Kernaussage 1 - Vorsorge ist besser als Therapie!
Laut einer Erhebung des Dekubitus-Forums wird die Dekubitusprophylaxe trotz rechtlich eindeutiger Grundlage noch nicht in ausreichendem Maße durchgeführt.
Lediglich Patienten, die in der Lage sind, sich selbst darum zu kümmern, machen von dieser Möglichkeit Gebrauch.
Keine Eigeninitiative -> Keine Leistung
Kernaussage 2 - Selbst ist der Mensch!
Selbstbestimmtes und frühzeitiges Handeln sind für eine prophylaktische und therapeutische Dekubitusversorgung von großer Wichtigkeit. Die Berücksichtigung dieser Tatsache erzeugt bei den Patienten einen hohen Grad an Zufriedenheit und wirkt sich positiv auf die wahrgenommene Lebensqualität und den Gesundheitszustand aus.
Kernaussage 3 - Hilf dir selbst!
Bei der Versorgung mit Hilfsmitteln aus dem Dekubitussektor zeichnen sich deutlich zwei unterschiedliche Arten der Versorgung ab: die selbstbestimmte und fremdbestimmte Versorgung.
Nur der aktive und selbstbestimmte Patient ist in der Lage, dass die persönlichen Bedürfnisse und die Art der erbrachten Kassenleistung eine größtmögliche Übereinstimmung aufweisen und so eine zufriedenstellende Versorgung stattfindet.
Kernaussage 4 - Drum prüfe, wer sich (ewig) bindet!
Gerade durch die hohen Anforderungen im Bereich der Sitzkissen ist der Bedarf an qualifizierter und intensiver Beratung sehr groß. Besonders wichtig ist das eigene taktile Erlebnis mit dem Produkt, um eine maximale Effizienz zu gewährleisten.
Kernaussage 5 - Wer sich nicht wehrt, sitzt verkehrt!
Von den Kassen erteilte Ablehnungen sollten in erster Instanz generell nicht akzeptiert werden.
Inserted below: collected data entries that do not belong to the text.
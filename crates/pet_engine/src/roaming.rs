use tracing::{debug, info, warn};

use crate::actor::ActorId;
use crate::geometry::random_anchor;
use crate::movement::ArrivalEffect;
use crate::scene::CatScene;
use crate::timers::{Continuation, TimerHandle, TimerSlot};

pub const FIRST_ROAM_DELAY_MIN_MS: u64 = 3_000;
pub const FIRST_ROAM_DELAY_MAX_MS: u64 = 6_000;
pub const NEXT_ROAM_DELAY_MIN_MS: u64 = 5_000;
pub const NEXT_ROAM_DELAY_MAX_MS: u64 = 10_000;

impl CatScene {
    /// Schedules the first roam cycle. Any roam already pending for the actor is
    /// replaced, so an actor never has more than one.
    pub fn start_roaming(&mut self, actor_id: ActorId) -> Option<TimerHandle> {
        if !self.accepts_commands("start_roaming") {
            return None;
        }
        if !self.actors.contains_key(&actor_id) {
            debug!(actor = %actor_id, "roaming_ignored_missing_actor");
            return None;
        }
        let delay_ms = self
            .rng
            .range_ms(FIRST_ROAM_DELAY_MIN_MS, FIRST_ROAM_DELAY_MAX_MS);
        let (handle, replaced) = self.timers.schedule(
            TimerSlot::roam(actor_id),
            self.now_ms.saturating_add(delay_ms),
            Continuation::RoamCycle,
        );
        if replaced {
            debug!(actor = %actor_id, "roaming_restarted");
        }
        info!(actor = %actor_id, delay_ms, "roaming_started");
        Some(handle)
    }

    pub fn start_all_roaming(&mut self) {
        for actor_id in self.actor_ids() {
            self.start_roaming(actor_id);
        }
    }

    /// Cancels the pending roam, if any. A walk already under way keeps going.
    pub fn stop_roaming(&mut self, actor_id: ActorId) -> bool {
        let cancelled = self.timers.cancel(TimerSlot::roam(actor_id));
        if cancelled {
            debug!(actor = %actor_id, "roaming_stopped");
        }
        cancelled
    }

    pub fn is_roaming(&self, actor_id: ActorId) -> bool {
        self.timers.is_pending(TimerSlot::roam(actor_id))
    }

    pub(crate) fn run_roam_cycle(&mut self, actor_id: ActorId) {
        let Some(anchor) = random_anchor(&self.anchors, self.rng.as_mut()) else {
            warn!(actor = %actor_id, "roam_skipped_no_anchors");
            return;
        };
        if !self.move_actor_with(actor_id, anchor, ArrivalEffect::None) {
            return;
        }
        let delay_ms = self
            .rng
            .range_ms(NEXT_ROAM_DELAY_MIN_MS, NEXT_ROAM_DELAY_MAX_MS);
        self.timers.schedule(
            TimerSlot::roam(actor_id),
            self.now_ms.saturating_add(delay_ms),
            Continuation::RoamCycle,
        );
        debug!(
            actor = %actor_id,
            anchor_x = anchor.x,
            anchor_y = anchor.y,
            next_delay_ms = delay_ms,
            "roam_cycle"
        );
    }
}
Die Umfrage zeigt deutlich, dass ein Einspruch in den meisten Fällen zum Erfolg führt.
Kernaussage 6 - Auch ein Mehr an Versorgung ist möglich!
Der Erstattungsanspruch des Versicherten durch die gesetzliche Krankenkasse beschränkt sich auf das Maß des medizinisch Notwendigen. Es ist jedoch zu beobachten, dass Patienten immer öfter höhere Selbstkosten tolerieren, um ihre persönlichen Bedürfnisse und medizinischen Indikationen ohne bürokratischen Aufwand optimal verbinden zu können.